I do not know whether it is scientifically precise to regard the automobile industry as the first of the Mass production industries. But it is symbolically accurate. Henry Ford was the genius of the "assembly line" which so coordinated the labors of the mechanics that it was possible to turn out the "Tin Lizzy", the modest little Ford car, for about 350 dollars. This put the car in reach of almost everyone and revolutionized the habits of the nation. In 1915, the Ford industrial empire was centered in the "Highland Park" plant and the larger "Dearborn" plant was yet to be built. I do not know whether Ford himself or one of his production engineers was responsible for the assembly line, but it proved to be the cornucopia which poured untold wealth into Ford's coffers and into Detroit.

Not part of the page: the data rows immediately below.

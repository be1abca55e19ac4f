//! `livepad assemble`: render the source buffers to one document.
//!
//! Runs the same assembler as the preview, without a server. Useful for
//! exporting a sketch or checking what the iframe will receive.

use std::fs;
use std::io::Write;
use std::path::Path;

use anyhow::{Context, Result};

use crate::config::PlaygroundConfig;
use crate::log;
use crate::playground::{Slot, assemble_titled};

/// Assemble and write to `output`, or stdout when `None`.
pub fn assemble_document(config: &PlaygroundConfig, output: Option<&Path>) -> Result<()> {
    let document = render(config);

    match output {
        Some(path) => {
            fs::write(path, &document)
                .with_context(|| format!("Failed to write {}", path.display()))?;
            log!("assemble"; "wrote {}", path.display());
        }
        None => {
            let mut stdout = std::io::stdout().lock();
            stdout
                .write_all(document.as_bytes())
                .context("Failed to write to stdout")?;
            stdout.flush()?;
        }
    }
    Ok(())
}

fn render(config: &PlaygroundConfig) -> String {
    let starter = config.starter();
    assemble_titled(
        starter.get(Slot::Markup),
        starter.get(Slot::Style),
        starter.get(Slot::Script),
        &config.preview.title,
    )
}
//! Editor session transport.
//!
//! The shell talks to the playground actor over a WebSocket:
//!
//! ```text
//! Shell --ClientMessage--> WsActor --> PlaygroundActor
//!       <--ServerMessage--         <--
//! ```
//!
//! # Modules
//!
//! - `message` - JSON protocol in both directions
//! - `server` - WebSocket acceptor handing sockets to the WsActor

pub mod message;
pub mod server;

Meanwhile, Ford achieved a national and international reputation because he initiated first a five dollar day wage and soon raised it to six dollars. Yet the labor costs on the car remained very low and the human costs were very high, as I was soon to learn from my worker parishioners.
The social attitudes in Detroit as in the nation were not far advanced above those which prevailed at the dawn of the Industrial Revolution. It was taken for granted that labor did not have the right to organize and that "collective bargaining" would disturb the unity of command and the stability of production in the industry. The power-political realities were obscured by Ford's ostensible generosity. Mr. Ford was in fact a great "idealist" in his own esteem and in the opinion of many of his countrymen. He was quite unconscious of the mixture of motives in the soul of any man and particularly of a man who had great and quickly acquired power, even while he followed
his "ideals". Ford would not contribute to the community chest because he believed in "justice rather than charity". Meanwhile, well over half the case load of the institutions of the chest was taken up by Ford workers. The "peace ship" adventure of Mr. Ford at the beginning of the first World War is too well known to record here. It was a perfect symbol of his naive approach to the complexities of world politics. Incidentally, Ford's personal appearance was quite in accord with his generous self-estimation. He had the appearance of an artist and a saint, if it is possible to roll saint and artist into one; and none of his rather capricious power impulses registered in his saintly countenance.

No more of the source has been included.